Location and Staffing: The theory components of the course were taught at the NMA’s headquarters and practical sessions immediately before or afterwards at a nearby hill station. After an interval of three months, students had the opportunity to return for a week of revision and assessment overseen by instructors Lakpa Sherpa and JamchangBhote from the Nepal Mountain Guides Association. A flexible approach was required from all of the facilitators and Long said he was indebted to the good humour and professionalism of his French co-volunteers, Eric Lescarcelle (UIMLA) and Patrick Magnier (IFMGA), as well as assistance and advice from Ngawang Ngima Sherpa (president of NMIA) and the organisational support from NMA President ZimbaZangbu Sherpa.
Basic Training (September 2011): The initial course was attended by 16 candidates from a wide range of backgrounds including those with substantial guiding experience and others with little practical experience. A significant proportion of the students had steady jobs in the city and clearly regarded mountaineering as a leisure pursuit. Despite bleeding ankles from leeches and torrential rain, team spirit was strong and the candidates proved to be willing and able students. The course culminated in a 16km trek to Budhanilkantha with students taking turns to lead and put many of the skills suchas navigation into practice.

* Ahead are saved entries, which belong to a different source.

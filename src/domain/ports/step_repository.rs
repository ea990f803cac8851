//! Step repository port.

use async_trait::async_trait;
use uuid::Uuid;

use crate::domain::errors::DomainResult;
use crate::domain::models::{Step, StepStatus};

#[derive(Debug, Clone, Default)]
pub struct StepFilter {
    pub mission_id: Option<Uuid>,
    pub status: Option<StepStatus>,
}

#[async_trait]
pub trait StepRepository: Send + Sync {
    async fn create(&self, step: &Step) -> DomainResult<()>;
    async fn create_many(&self, steps: &[Step]) -> DomainResult<()>;
    async fn get(&self, id: Uuid) -> DomainResult<Option<Step>>;
    async fn update(&self, step: &Step) -> DomainResult<()>;
    async fn list(&self, filter: StepFilter) -> DomainResult<Vec<Step>>;
    async fn list_by_mission(&self, mission_id: Uuid) -> DomainResult<Vec<Step>>;

    /// Steps an agent may select: project-scoped, status in
    /// {PENDING, CLAIMED}, unclaimed or claimed by this agent, ordered by
    /// `order_index` then `created_at` (spec §4.4 Selection).
    async fn list_selectable_for_agent(
        &self,
        project_id: Uuid,
        agent_id: Uuid,
    ) -> DomainResult<Vec<Step>>;
}
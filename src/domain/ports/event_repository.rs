//! Event repository port.

use async_trait::async_trait;
use chrono::{DateTime, Utc};
use uuid::Uuid;

use crate::domain::errors::DomainResult;
use crate::domain::models::Event;

#[async_trait]
pub trait EventRepository: Send + Sync {
    /// Append-only (I6): events are never updated via this port.
    async fn append(&self, event: &Event) -> DomainResult<()>;

    async fn list_since(&self, project_id: Uuid, since: DateTime<Utc>) -> DomainResult<Vec<Event>>;

    /// Deletes events older than `cutoff`; returns the number deleted
    /// (retention phase, spec §4.1.8).
    async fn delete_older_than(&self, cutoff: DateTime<Utc>) -> DomainResult<u64>;
}
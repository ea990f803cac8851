//! SQLite implementation of StepRepository.

use async_trait::async_trait;
use sqlx::SqlitePool;
use uuid::Uuid;

use crate::adapters::sqlite::{parse_datetime, parse_optional_datetime, parse_optional_uuid, parse_uuid};
use crate::domain::errors::DomainResult;
use crate::domain::models::{Step, StepStatus, StepType};
use crate::domain::ports::{StepFilter, StepRepository};

#[derive(Clone)]
pub struct SqliteStepRepository {
    pool: SqlitePool,
}

impl SqliteStepRepository {
    pub fn new(pool: SqlitePool) -> Self {
        Self { pool }
    }
}

#[derive(Debug, sqlx::FromRow)]
struct StepRow {
    id: String,
    mission_id: String,
    order_index: i64,
    title: String,
    description: String,
    step_type: String,
    status: String,
    claimed_by_agent_id: Option<String>,
    output: Option<String>,
    error: Option<String>,
    started_at: Option<String>,
    completed_at: Option<String>,
    created_at: String,
}

fn row_to_step(row: StepRow) -> DomainResult<Step> {
    Ok(Step {
        id: parse_uuid(&row.id)?,
        mission_id: parse_uuid(&row.mission_id)?,
        #[allow(clippy::cast_possible_truncation)]
        order_index: row.order_index as i32,
        title: row.title,
        description: row.description,
        step_type: StepType::from_str(&row.step_type).unwrap_or_default(),
        status: StepStatus::from_str(&row.status).unwrap_or(StepStatus::Pending),
        claimed_by_agent_id: parse_optional_uuid(row.claimed_by_agent_id)?,
        output: row.output,
        error: row.error,
        started_at: parse_optional_datetime(row.started_at)?,
        completed_at: parse_optional_datetime(row.completed_at)?,
        created_at: parse_datetime(&row.created_at)?,
    })
}

#[async_trait]
impl StepRepository for SqliteStepRepository {
    async fn create(&self, step: &Step) -> DomainResult<()> {
        insert_step(&self.pool, step).await
    }

    async fn create_many(&self, steps: &[Step]) -> DomainResult<()> {
        let mut tx = self.pool.begin().await?;
        for step in steps {
            sqlx::query(
                r#"INSERT INTO steps
                   (id, mission_id, order_index, title, description, step_type, status,
                    claimed_by_agent_id, output, error, started_at, completed_at, created_at)
                   VALUES (?, ?, ?, ?, ?, ?, ?, ?, ?, ?, ?, ?, ?)"#,
            )
            .bind(step.id.to_string())
            .bind(step.mission_id.to_string())
            .bind(step.order_index)
            .bind(&step.title)
            .bind(&step.description)
            .bind(step.step_type.as_str())
            .bind(step.status.as_str())
            .bind(step.claimed_by_agent_id.map(|id| id.to_string()))
            .bind(&step.output)
            .bind(&step.error)
            .bind(step.started_at.map(|t| t.to_rfc3339()))
            .bind(step.completed_at.map(|t| t.to_rfc3339()))
            .bind(step.created_at.to_rfc3339())
            .execute(&mut *tx)
            .await?;
        }
        tx.commit().await?;
        Ok(())
    }

    async fn get(&self, id: Uuid) -> DomainResult<Option<Step>> {
        let row: Option<StepRow> = sqlx::query_as("SELECT * FROM steps WHERE id = ?")
            .bind(id.to_string())
            .fetch_optional(&self.pool)
            .await?;
        row.map(row_to_step).transpose()
    }

    async fn update(&self, step: &Step) -> DomainResult<()> {
        sqlx::query(
            r#"UPDATE steps SET title = ?, description = ?, step_type = ?, status = ?,
               claimed_by_agent_id = ?, output = ?, error = ?, started_at = ?, completed_at = ?
               WHERE id = ?"#,
        )
        .bind(&step.title)
        .bind(&step.description)
        .bind(step.step_type.as_str())
        .bind(step.status.as_str())
        .bind(step.claimed_by_agent_id.map(|id| id.to_string()))
        .bind(&step.output)
        .bind(&step.error)
        .bind(step.started_at.map(|t| t.to_rfc3339()))
        .bind(step.completed_at.map(|t| t.to_rfc3339()))
        .bind(step.id.to_string())
        .execute(&self.pool)
        .await?;
        Ok(())
    }

    async fn list(&self, filter: StepFilter) -> DomainResult<Vec<Step>> {
        let rows: Vec<StepRow> = match (filter.mission_id, filter.status) {
            (Some(mission_id), Some(status)) => {
                sqlx::query_as("SELECT * FROM steps WHERE mission_id = ? AND status = ? ORDER BY order_index")
                    .bind(mission_id.to_string())
                    .bind(status.as_str())
                    .fetch_all(&self.pool)
                    .await?
            }
            (Some(mission_id), None) => {
                sqlx::query_as("SELECT * FROM steps WHERE mission_id = ? ORDER BY order_index")
                    .bind(mission_id.to_string())
                    .fetch_all(&self.pool)
                    .await?
            }
            (None, Some(status)) => {
                sqlx::query_as("SELECT * FROM steps WHERE status = ? ORDER BY created_at")
                    .bind(status.as_str())
                    .fetch_all(&self.pool)
                    .await?
            }
            (None, None) => {
                sqlx::query_as("SELECT * FROM steps ORDER BY created_at")
                    .fetch_all(&self.pool)
                    .await?
            }
        };
        rows.into_iter().map(row_to_step).collect()
    }

    async fn list_by_mission(&self, mission_id: Uuid) -> DomainResult<Vec<Step>> {
        let rows: Vec<StepRow> = sqlx::query_as("SELECT * FROM steps WHERE mission_id = ? ORDER BY order_index")
            .bind(mission_id.to_string())
            .fetch_all(&self.pool)
            .await?;
        rows.into_iter().map(row_to_step).collect()
    }

    async fn list_selectable_for_agent(&self, project_id: Uuid, agent_id: Uuid) -> DomainResult<Vec<Step>> {
        let rows: Vec<StepRow> = sqlx::query_as(
            r#"SELECT s.* FROM steps s
               JOIN missions m ON m.id = s.mission_id
               WHERE m.project_id = ?
                 AND s.status IN ('pending', 'claimed')
                 AND (s.claimed_by_agent_id IS NULL OR s.claimed_by_agent_id = ?)
               ORDER BY s.order_index, s.created_at"#,
        )
        .bind(project_id.to_string())
        .bind(agent_id.to_string())
        .fetch_all(&self.pool)
        .await?;
        rows.into_iter().map(row_to_step).collect()
    }
}

async fn insert_step(pool: &SqlitePool, step: &Step) -> DomainResult<()> {
    sqlx::query(
        r#"INSERT INTO steps
           (id, mission_id, order_index, title, description, step_type, status,
            claimed_by_agent_id, output, error, started_at, completed_at, created_at)
           VALUES (?, ?, ?, ?, ?, ?, ?, ?, ?, ?, ?, ?, ?)"#,
    )
    .bind(step.id.to_string())
    .bind(step.mission_id.to_string())
    .bind(step.order_index)
    .bind(&step.title)
    .bind(&step.description)
    .bind(step.step_type.as_str())
    .bind(step.status.as_str())
    .bind(step.claimed_by_agent_id.map(|id| id.to_string()))
    .bind(&step.output)
    .bind(&step.error)
    .bind(step.started_at.map(|t| t.to_rfc3339()))
    .bind(step.completed_at.map(|t| t.to_rfc3339()))
    .bind(step.created_at.to_rfc3339())
    .execute(pool)
    .await?;
    Ok(())
}
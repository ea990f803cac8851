//! `agentloop agent` commands.

use anyhow::{Context, Result};
use clap::{Args, Subcommand};
use sqlx::SqlitePool;
use uuid::Uuid;

use crate::adapters::sqlite::{SqliteAgentRepository, SqliteProjectRepository};
use crate::cli::output::agents_table;
use crate::domain::models::{Agent, AgentStatus};
use crate::domain::ports::{AgentFilter, AgentRepository, ProjectRepository};

#[derive(Args, Debug)]
pub struct AgentArgs {
    #[command(subcommand)]
    pub command: AgentCommands,
}

#[derive(Subcommand, Debug)]
pub enum AgentCommands {
    /// Register a new agent in a project.
    Add {
        project_slug: String,
        name: String,
        role: String,
        #[arg(long, value_delimiter = ',')]
        capabilities: Vec<String>,
    },
    /// List agents, optionally scoped to a project.
    List {
        #[arg(long)]
        project_slug: Option<String>,
    },
    /// Pause an agent (it stops being selected for work).
    Pause { id: Uuid },
    /// Resume a paused agent.
    Resume { id: Uuid },
}

pub async fn handle(pool: SqlitePool, args: AgentArgs, json: bool) -> Result<()> {
    let agent_repo = SqliteAgentRepository::new(pool.clone());
    let project_repo = SqliteProjectRepository::new(pool);

    match args.command {
        AgentCommands::Add { project_slug, name, role, capabilities } => {
            let project = project_repo
                .get_by_slug(&project_slug)
                .await
                .context("failed to look up project")?
                .with_context(|| format!("no project with slug '{project_slug}'"))?;

            let mut agent = Agent::new(name, role, project.id);
            agent.config.capabilities = capabilities;
            agent_repo.create(&agent).await.context("failed to create agent")?;
            println!("Created agent {} ({})", agent.name, agent.id);
        }
        AgentCommands::List { project_slug } => {
            let project_id = match project_slug {
                Some(slug) => Some(
                    project_repo
                        .get_by_slug(&slug)
                        .await
                        .context("failed to look up project")?
                        .with_context(|| format!("no project with slug '{slug}'"))?
                        .id,
                ),
                None => None,
            };
            let agents = agent_repo
                .list(AgentFilter { project_id, status: None })
                .await
                .context("failed to list agents")?;
            print_agents(&agents, json);
        }
        AgentCommands::Pause { id } => set_status(&agent_repo, id, AgentStatus::Paused).await?,
        AgentCommands::Resume { id } => set_status(&agent_repo, id, AgentStatus::Active).await?,
    }
    Ok(())
}

async fn set_status(repo: &SqliteAgentRepository, id: Uuid, status: AgentStatus) -> Result<()> {
    let mut agent = repo.get(id).await.context("failed to look up agent")?.with_context(|| format!("no agent with id {id}"))?;
    agent.status = status;
    repo.update(&agent).await.context("failed to update agent")?;
    println!("Agent {id} is now {}", status.as_str());
    Ok(())
}

fn print_agents(agents: &[Agent], json: bool) {
    if json {
        println!("{}", serde_json::to_string_pretty(agents).unwrap_or_default());
    } else {
        println!("{}", agents_table(agents));
    }
}
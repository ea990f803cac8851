//! `agentloop project` commands.

use anyhow::{Context, Result};
use clap::{Args, Subcommand};
use sqlx::SqlitePool;

use crate::adapters::sqlite::SqliteProjectRepository;
use crate::cli::output::projects_table;
use crate::domain::models::{Project, ProjectStatus};
use crate::domain::ports::{ProjectFilter, ProjectRepository};

#[derive(Args, Debug)]
pub struct ProjectArgs {
    #[command(subcommand)]
    pub command: ProjectCommands,
}

#[derive(Subcommand, Debug)]
pub enum ProjectCommands {
    /// Register a new project.
    Add {
        name: String,
        slug: String,
        #[arg(long, default_value = "")]
        description: String,
        #[arg(long)]
        repo_path: Option<String>,
    },
    /// List projects.
    List,
    /// Pause a project (stops inbound sync and new materialization).
    Pause { slug: String },
    /// Resume a paused project.
    Resume { slug: String },
}

pub async fn handle(pool: SqlitePool, args: ProjectArgs, json: bool) -> Result<()> {
    let repo = SqliteProjectRepository::new(pool);

    match args.command {
        ProjectCommands::Add { name, slug, description, repo_path } => {
            let mut project = Project::new(name, slug, description);
            project.repo_path = repo_path;
            repo.create(&project).await.context("failed to create project")?;
            println!("Created project {} ({})", project.slug, project.id);
        }
        ProjectCommands::List => {
            let projects = repo.list(ProjectFilter::default()).await.context("failed to list projects")?;
            print_projects(&projects, json);
        }
        ProjectCommands::Pause { slug } => set_status(&repo, &slug, ProjectStatus::Paused).await?,
        ProjectCommands::Resume { slug } => set_status(&repo, &slug, ProjectStatus::Active).await?,
    }
    Ok(())
}

async fn set_status(repo: &SqliteProjectRepository, slug: &str, status: ProjectStatus) -> Result<()> {
    let mut project = repo
        .get_by_slug(slug)
        .await
        .context("failed to look up project")?
        .with_context(|| format!("no project with slug '{slug}'"))?;
    project.status = status;
    repo.update(&project).await.context("failed to update project")?;
    println!("Project '{slug}' is now {}", status.as_str());
    Ok(())
}

fn print_projects(projects: &[Project], json: bool) {
    if json {
        println!("{}", serde_json::to_string_pretty(projects).unwrap_or_default());
    } else {
        println!("{}", projects_table(projects));
    }
}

Second Phase (January to February 2012): The second phase of the course was “exceptional.” Eleven former students who had grown in confidence returned. Some of them bought their own high-quality compass and map; others brought their own practice rope and climbing books. They had practiced their skills and added to their repertoire and the leeches had vanished. Over the next week, the students extended their skills with night navigation exercises, rescue scenarios, climbing sessions on the artificial climbing wall and more trek leadership training. Tutors, from among the students, were chosen under the direct supervision of the four instructors. They were joined by a small selection of former trainees from earlier Petzl Foundation courses, now seasoned leaders and instructors. The underlying teaching principle of maximum practice, minimum intervention by coaches gradually proved to be an effective teaching style. Long said the spirit of co-operation and diligence shown by the students was a career high point as a coach.